Systematic mining of gene co-expression network suggests a new drug repositioning for the effective treatment of Duchenne Muscular Dystrophy

DMD is the prototype of muscular dystrophy in childhood. As there is currently no absolute treatment, the present study aimed to propose a new drug repositioning for DMD therapy. A microarray dataset of 16 DMD and 6 control samples were analyzed and 208 differentially expressed genes were screened. Weighted gene co-expression network analysis (WGCNA) algorithm, applied to obtain co-expressed gene networks for the establishment of transcriptional modules related to clinical and demographic data of DMD patients. Results indicated that a maximum of 11 co-expression modules is present in datasets with a varying number of genes.
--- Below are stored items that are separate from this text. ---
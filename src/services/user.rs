use serde::{Deserialize, Serialize};
use serde_json::{Map, Value};

use super::ResilientResource;
use crate::fallback::ServiceResponse;
use crate::outcome::Operation;

pub const USERS_PATH: &[&str] = &["api", "users"];

/// User as exchanged with the user service. Fields the gateway does not
/// look at are carried through untouched.
#[derive(Debug, Clone, PartialEq, Serialize, Deserialize)]
#[serde(rename_all = "camelCase")]
pub struct UserDto {
    #[serde(default, skip_serializing_if = "Option::is_none")]
    pub user_id: Option<i64>,
    #[serde(default)]
    pub first_name: String,
    #[serde(default)]
    pub last_name: String,
    #[serde(default)]
    pub email: String,
    #[serde(default)]
    pub phone: String,
    #[serde(flatten)]
    pub extra: Map<String, Value>,
}

pub type UserService = ResilientResource<UserDto>;

impl ResilientResource<UserDto> {
    /// Lookup used by authentication flows.
    pub async fn find_by_username(&self, username: &str) -> ServiceResponse<Option<UserDto>> {
        let path = self.at(&["username", username]);
        self.lookup(Operation::FindByUsername, &path, username).await
    }
}

#[cfg(test)]
mod tests {
    use super::*;

    #[test]
    fn unknown_fields_survive_a_pass_through() {
        let raw = serde_json::json!({
            "userId": 3,
            "firstName": "Ada",
            "lastName": "Lovelace",
            "email": "ada@example.com",
            "phone": "+44",
            "credential": { "username": "ada" }
        });
        let dto: UserDto = serde_json::from_value(raw.clone()).unwrap();
        assert_eq!(dto.user_id, Some(3));
        assert_eq!(serde_json::to_value(&dto).unwrap(), raw);
    }
}
/// HTTP client for one downstream service.
/// Keeps a pooled connection set and injects Basic credentials on every call;
/// it performs exactly one request per invocation and never retries.
use std::{sync::Arc, time::Duration};

use anyhow::{Context, ensure};
use http::StatusCode;
use reqwest::{Client, Method, RequestBuilder, Url};
use serde::{Serialize, de::DeserializeOwned};

use crate::config::{Cfg, DownstreamCfg};
use crate::fallback::ServiceResponse;
use crate::outcome::RemoteError;

/// Remote call adapter for one downstream.
pub struct UpstreamClient {
    /// Downstream name, used in error messages
    pub name: String,
    base_url: Url,
    username: String,
    password: String,
    /// Connection pool shared by clones
    http: Arc<Client>,
}

impl Clone for UpstreamClient {
    fn clone(&self) -> Self {
        Self {
            name: self.name.clone(),
            base_url: self.base_url.clone(),
            username: self.username.clone(),
            password: self.password.clone(),
            http: Arc::clone(&self.http),
        }
    }
}

impl UpstreamClient {
    /// Builds a client for `downstream`.
    ///
    /// No overall request timeout is set here: each attempt is bounded by the
    /// time limiter of the resilience chain instead.
    pub fn new(downstream: &DownstreamCfg, cfg: &Cfg) -> anyhow::Result<Self> {
        let base_url = Url::parse(&downstream.base_url)
            .with_context(|| format!("{} has an invalid base url {:?}", downstream.name, downstream.base_url))?;
        ensure!(
            !base_url.cannot_be_a_base(),
            "{} base url {base_url} cannot carry a path",
            downstream.name
        );

        let http = Client::builder()
            .pool_max_idle_per_host(32)
            .pool_idle_timeout(Duration::from_secs(30))
            .tcp_nodelay(true)
            .use_rustls_tls()
            .connect_timeout(Duration::from_millis(cfg.connect_timeout_ms))
            .build()?;

        Ok(Self {
            name: downstream.name.clone(),
            base_url,
            username: cfg.downstream_username.clone(),
            password: cfg.downstream_password.clone(),
            http: Arc::new(http),
        })
    }

    pub async fn get<S: AsRef<str>, T: DeserializeOwned>(&self, path: &[S]) -> Result<ServiceResponse<T>, RemoteError> {
        self.send(self.request(Method::GET, path)?).await
    }

    /// GET carrying a JSON body, used for lookups keyed by composite ids.
    pub async fn get_with_body<S, B, T>(&self, path: &[S], body: &B) -> Result<ServiceResponse<T>, RemoteError>
    where
        S: AsRef<str>,
        B: Serialize + ?Sized,
        T: DeserializeOwned,
    {
        self.send(self.request(Method::GET, path)?.json(body)).await
    }

    pub async fn post<S, B, T>(&self, path: &[S], body: &B) -> Result<ServiceResponse<T>, RemoteError>
    where
        S: AsRef<str>,
        B: Serialize + ?Sized,
        T: DeserializeOwned,
    {
        self.send(self.request(Method::POST, path)?.json(body)).await
    }

    pub async fn put<S, B, T>(&self, path: &[S], body: &B) -> Result<ServiceResponse<T>, RemoteError>
    where
        S: AsRef<str>,
        B: Serialize + ?Sized,
        T: DeserializeOwned,
    {
        self.send(self.request(Method::PUT, path)?.json(body)).await
    }

    pub async fn delete<S: AsRef<str>, T: DeserializeOwned>(&self, path: &[S]) -> Result<ServiceResponse<T>, RemoteError> {
        self.send(self.request(Method::DELETE, path)?).await
    }

    pub async fn delete_with_body<S, B, T>(&self, path: &[S], body: &B) -> Result<ServiceResponse<T>, RemoteError>
    where
        S: AsRef<str>,
        B: Serialize + ?Sized,
        T: DeserializeOwned,
    {
        self.send(self.request(Method::DELETE, path)?.json(body)).await
    }

    /// Base url with `segments` appended. Each segment is percent-encoded on
    /// its own, so `/`, `?` and `#` inside an id stay part of that id.
    pub fn url<S: AsRef<str>>(&self, segments: &[S]) -> Result<Url, RemoteError> {
        let mut url = self.base_url.clone();
        {
            let mut path = url.path_segments_mut().map_err(|()| {
                RemoteError::new(StatusCode::BAD_REQUEST, format!("{} base url cannot carry a path", self.name))
            })?;
            path.pop_if_empty();
            for segment in segments {
                let segment = segment.as_ref();
                // dot segments would be resolved away by any url parser
                if segment.is_empty() || segment == "." || segment == ".." {
                    return Err(RemoteError::new(
                        StatusCode::BAD_REQUEST,
                        format!("{segment:?} is not a valid path segment for {}", self.name),
                    ));
                }
                path.push(segment);
            }
        }
        Ok(url)
    }

    fn request<S: AsRef<str>>(&self, method: Method, path: &[S]) -> Result<RequestBuilder, RemoteError> {
        let url = self.url(path)?;
        Ok(self
            .http
            .request(method, url)
            .basic_auth(&self.username, Some(&self.password)))
    }

    async fn send<T: DeserializeOwned>(&self, req: RequestBuilder) -> Result<ServiceResponse<T>, RemoteError> {
        // ========== NETWORK ERRORS ==========
        // connection refused, DNS failure, reset...
        let resp = req
            .send()
            .await
            .map_err(|e| RemoteError::new(StatusCode::BAD_GATEWAY, format!("{} unreachable: {e}", self.name)))?;

        let status = resp.status();
        if !status.is_success() {
            // ========== HTTP ERRORS ==========
            let detail = resp.text().await.unwrap_or_default();
            return Err(RemoteError::new(
                status,
                format!("{} returned {status}: {}", self.name, detail.trim()),
            ));
        }

        // ========== SUCCESS ==========
        let body = resp.json::<T>().await.map_err(|e| {
            RemoteError::new(
                StatusCode::BAD_GATEWAY,
                format!("{} sent an unreadable body: {e}", self.name),
            )
        })?;
        Ok(ServiceResponse::live(status, body))
    }
}

#[cfg(test)]
mod tests {
    use super::*;

    fn client(base_url: &str) -> UpstreamClient {
        let cfg = Cfg::from_lookup(|k| (k == "USER_SERVICE_URL").then(|| base_url.to_owned())).unwrap();
        UpstreamClient::new(&cfg.users, &cfg).unwrap()
    }

    #[test]
    fn segments_are_appended_to_the_context_path() {
        let c = client("http://users:8700/user-service");
        let url = c.url(&["api", "users", "42"]).unwrap();
        assert_eq!(url.as_str(), "http://users:8700/user-service/api/users/42");

        let root = client("http://users:8700");
        assert_eq!(root.url(&["api", "users"]).unwrap().path(), "/api/users");
    }

    #[test]
    fn reserved_characters_stay_inside_their_segment() {
        let c = client("http://users:8700/user-service");

        let url = c.url(&["api", "users", "username", "ann?admin=1"]).unwrap();
        assert_eq!(url.path(), "/user-service/api/users/username/ann%3Fadmin=1");
        assert_eq!(url.query(), None);

        let url = c.url(&["api", "users", "../../actuator/env"]).unwrap();
        assert_eq!(url.path(), "/user-service/api/users/..%2F..%2Factuator%2Fenv");

        let url = c.url(&["api", "products", "5#x"]).unwrap();
        assert_eq!(url.path(), "/user-service/api/products/5%23x");
        assert_eq!(url.fragment(), None);
    }

    #[test]
    fn dot_segments_are_refused() {
        let c = client("http://users:8700/user-service");
        for bad in ["..", ".", ""] {
            let err = c.url(&["api", "users", bad]).unwrap_err();
            assert_eq!(err.status, StatusCode::BAD_REQUEST);
        }
    }

    #[test]
    fn base_url_must_be_hierarchical() {
        let cfg = Cfg::from_lookup(|k| (k == "USER_SERVICE_URL").then(|| "mailto:ops@example.com".to_owned())).unwrap();
        assert!(UpstreamClient::new(&cfg.users, &cfg).is_err());
    }
}
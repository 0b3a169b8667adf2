use std::sync::Arc;
use std::sync::atomic::{AtomicUsize, Ordering};
use std::time::Duration;

use serde::Serialize;
use thiserror::Error;
use tokio::sync::{OwnedSemaphorePermit, Semaphore};
use tracing::warn;

use crate::config::ResilienceCfg;

#[derive(Debug, Clone, Copy, PartialEq, Eq, Error)]
#[error("bulkhead full for {max_concurrent} concurrent calls")]
pub struct BulkheadFull {
    pub max_concurrent: usize,
}

/// Slot held for the whole logical call, retries included.
/// Dropping it returns the slot.
#[derive(Debug)]
pub struct ConcurrencyPermit {
    _permit: OwnedSemaphorePermit,
}

#[derive(Debug, Clone, Serialize)]
#[serde(rename_all = "camelCase")]
pub struct BulkheadSnapshot {
    pub max_concurrent: usize,
    pub available: usize,
    pub waiting: usize,
}

/// Fixed pool of concurrent-call slots for one downstream, with a bounded
/// queue of callers that may wait up to `max_wait` for a slot.
pub struct Bulkhead {
    service: String,
    max_concurrent: usize,
    max_waiters: usize,
    max_wait: Duration,
    waiting: AtomicUsize,
    semaphore: Arc<Semaphore>,
}

impl Bulkhead {
    pub fn new(service: &str, max_concurrent: usize, max_waiters: usize, max_wait: Duration) -> Self {
        let max_concurrent = max_concurrent.max(1);
        Self {
            service: service.to_owned(),
            max_concurrent,
            max_waiters,
            max_wait,
            waiting: AtomicUsize::new(0),
            semaphore: Arc::new(Semaphore::new(max_concurrent)),
        }
    }

    pub fn from_cfg(service: &str, cfg: &ResilienceCfg) -> Self {
        Self::new(
            service,
            cfg.bulkhead_max_concurrent,
            cfg.bulkhead_max_waiters,
            Duration::from_millis(cfg.bulkhead_max_wait_ms),
        )
    }

    pub async fn acquire(&self) -> Result<ConcurrencyPermit, BulkheadFull> {
        if let Ok(permit) = Arc::clone(&self.semaphore).try_acquire_owned() {
            return Ok(ConcurrencyPermit { _permit: permit });
        }

        let Some(_queued) = self.enqueue() else {
            return Err(self.reject("wait queue full"));
        };
        match tokio::time::timeout(self.max_wait, Arc::clone(&self.semaphore).acquire_owned()).await {
            Ok(Ok(permit)) => Ok(ConcurrencyPermit { _permit: permit }),
            // the semaphore is never closed
            Ok(Err(_)) => Err(self.reject("semaphore closed")),
            Err(_) => Err(self.reject("wait timed out")),
        }
    }

    pub fn available(&self) -> usize {
        self.semaphore.available_permits()
    }

    pub fn snapshot(&self) -> BulkheadSnapshot {
        BulkheadSnapshot {
            max_concurrent: self.max_concurrent,
            available: self.available(),
            waiting: self.waiting.load(Ordering::Relaxed),
        }
    }

    fn enqueue(&self) -> Option<QueueSlot<'_>> {
        self.waiting
            .fetch_update(Ordering::AcqRel, Ordering::Acquire, |n| {
                (n < self.max_waiters).then_some(n + 1)
            })
            .ok()
            .map(|_| QueueSlot(&self.waiting))
    }

    fn reject(&self, reason: &'static str) -> BulkheadFull {
        warn!(service = %self.service, reason, max_concurrent = self.max_concurrent, "bulkhead rejected call");
        metrics::counter!("bulkhead_rejections_total", "service" => self.service.clone()).increment(1);
        BulkheadFull {
            max_concurrent: self.max_concurrent,
        }
    }
}

struct QueueSlot<'a>(&'a AtomicUsize);

impl Drop for QueueSlot<'_> {
    fn drop(&mut self) {
        self.0.fetch_sub(1, Ordering::AcqRel);
    }
}
//! Call outcomes and the error taxonomy of the resilience layer.
//!
//! An attempt produces a `CallOutcome`; a logical call that does not succeed
//! ends with a `CallFailure`, which is always handed to a fallback resolver
//! and never crosses the facade as an error.

use std::{fmt, time::Duration};

use http::StatusCode;
use thiserror::Error;

/// Logical operation exposed by a resilient downstream client.
#[derive(Debug, Clone, Copy, PartialEq, Eq, Hash)]
pub enum Operation {
    FindAll,
    FindById,
    FindByUsername,
    Save,
    Update,
    UpdateById,
    DeleteById,
}

impl Operation {
    pub fn as_str(&self) -> &'static str {
        match self {
            Operation::FindAll => "findAll",
            Operation::FindById => "findById",
            Operation::FindByUsername => "findByUsername",
            Operation::Save => "save",
            Operation::Update => "update",
            Operation::UpdateById => "updateById",
            Operation::DeleteById => "deleteById",
        }
    }
}

impl fmt::Display for Operation {
    fn fmt(&self, f: &mut fmt::Formatter<'_>) -> fmt::Result {
        f.write_str(self.as_str())
    }
}

/// Failure reported by the remote call adapter.
#[derive(Debug, Clone, PartialEq, Eq, Error)]
#[error("{status}: {message}")]
pub struct RemoteError {
    pub status: StatusCode,
    pub message: String,
}

impl RemoteError {
    pub fn new(status: StatusCode, message: impl Into<String>) -> Self {
        Self {
            status,
            message: message.into(),
        }
    }
}

/// Result of a single attempt.
#[derive(Debug)]
pub enum CallOutcome<T> {
    Success(T),
    Failure(RemoteError),
    Timeout,
    /// Bulkhead had no permit; the remote call was never made.
    Rejected,
}

/// Payload-free classification of an outcome, used for bookkeeping.
#[derive(Debug, Clone, Copy, PartialEq, Eq)]
pub enum OutcomeKind {
    Success,
    Failure,
    Timeout,
    Rejected,
}

impl OutcomeKind {
    pub fn as_str(&self) -> &'static str {
        match self {
            OutcomeKind::Success => "success",
            OutcomeKind::Failure => "failure",
            OutcomeKind::Timeout => "timeout",
            OutcomeKind::Rejected => "rejected",
        }
    }

    /// Whether the outcome counts against the failure ratio.
    pub fn is_failure(&self) -> bool {
        matches!(self, OutcomeKind::Failure | OutcomeKind::Timeout)
    }
}

impl<T> CallOutcome<T> {
    pub fn kind(&self) -> OutcomeKind {
        match self {
            CallOutcome::Success(_) => OutcomeKind::Success,
            CallOutcome::Failure(_) => OutcomeKind::Failure,
            CallOutcome::Timeout => OutcomeKind::Timeout,
            CallOutcome::Rejected => OutcomeKind::Rejected,
        }
    }

    /// The value, or why the attempt produced none. `deadline` is the limit a
    /// `Timeout` ran into.
    pub fn into_result(self, deadline: Duration) -> Result<T, CallFailure> {
        match self {
            CallOutcome::Success(value) => Ok(value),
            CallOutcome::Failure(e) => Err(CallFailure::Remote(e)),
            CallOutcome::Timeout => Err(CallFailure::Timeout(deadline)),
            CallOutcome::Rejected => Err(CallFailure::BulkheadRejected),
        }
    }
}

/// Terminal reason a logical call fell back.
#[derive(Debug, Clone, PartialEq, Eq, Error)]
pub enum CallFailure {
    #[error("downstream failure: {0}")]
    Remote(RemoteError),

    #[error("call timed out after {0:?}")]
    Timeout(Duration),

    #[error("circuit-open")]
    CircuitOpen,

    #[error("bulkhead full")]
    BulkheadRejected,

    #[error("retries exhausted after {attempts} attempts: {last}")]
    RetriesExhausted { attempts: u32, last: Box<CallFailure> },
}

impl CallFailure {
    /// True when no remote call was attempted at all.
    pub fn is_short_circuit(&self) -> bool {
        matches!(self, CallFailure::CircuitOpen | CallFailure::BulkheadRejected)
    }
}

#[cfg(test)]
mod tests {
    use super::*;

    #[test]
    fn only_failures_and_timeouts_count_against_the_window() {
        assert!(OutcomeKind::Failure.is_failure());
        assert!(OutcomeKind::Timeout.is_failure());
        assert!(!OutcomeKind::Success.is_failure());
        assert!(!OutcomeKind::Rejected.is_failure());
    }

    #[test]
    fn exhausted_reason_carries_last_cause() {
        let f = CallFailure::RetriesExhausted {
            attempts: 3,
            last: Box::new(CallFailure::Remote(RemoteError::new(
                StatusCode::INTERNAL_SERVER_ERROR,
                "boom",
            ))),
        };
        let msg = f.to_string();
        assert!(msg.contains("3 attempts"));
        assert!(msg.contains("boom"));
        assert!(!f.is_short_circuit());
        assert!(CallFailure::CircuitOpen.is_short_circuit());
    }

    #[test]
    fn rejected_attempt_becomes_a_short_circuit() {
        let deadline = Duration::from_secs(3);
        let rejected = CallOutcome::<()>::Rejected.into_result(deadline).unwrap_err();
        assert_eq!(rejected, CallFailure::BulkheadRejected);
        assert!(rejected.is_short_circuit());

        assert_eq!(
            CallOutcome::<()>::Timeout.into_result(deadline),
            Err(CallFailure::Timeout(deadline))
        );
        assert_eq!(CallOutcome::Success(7).into_result(deadline), Ok(7));
    }
}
Turquoise module with 3334 genes was strongly correlated with collagen fibril organization as a positive regulator in DMD pathogenesis (r=0.98, p-value=2/00E-15) through which other DMD related hub-genes were identified as COL1A1, FZD10, COL1A2, CRISPLD1, FMO1, COL5A1, COL3A1, COL5A2, TP53I3, PLAGL1, RIPK2, SBF1, MLXIP, CFAP46, and TYRP1. Drug repositioning of the turquoise module identified some candidate drugs which are not presently approved for the treatment of DMD. The targets in the turquoise module indicate some drugs can greatly affect DMD's structure and function as COL1A1 with 42 fold changes was the most up-regulated gene. Furthermore, drug repositioning introduced Zoledronic acid as a potent antagonist for COL1A1.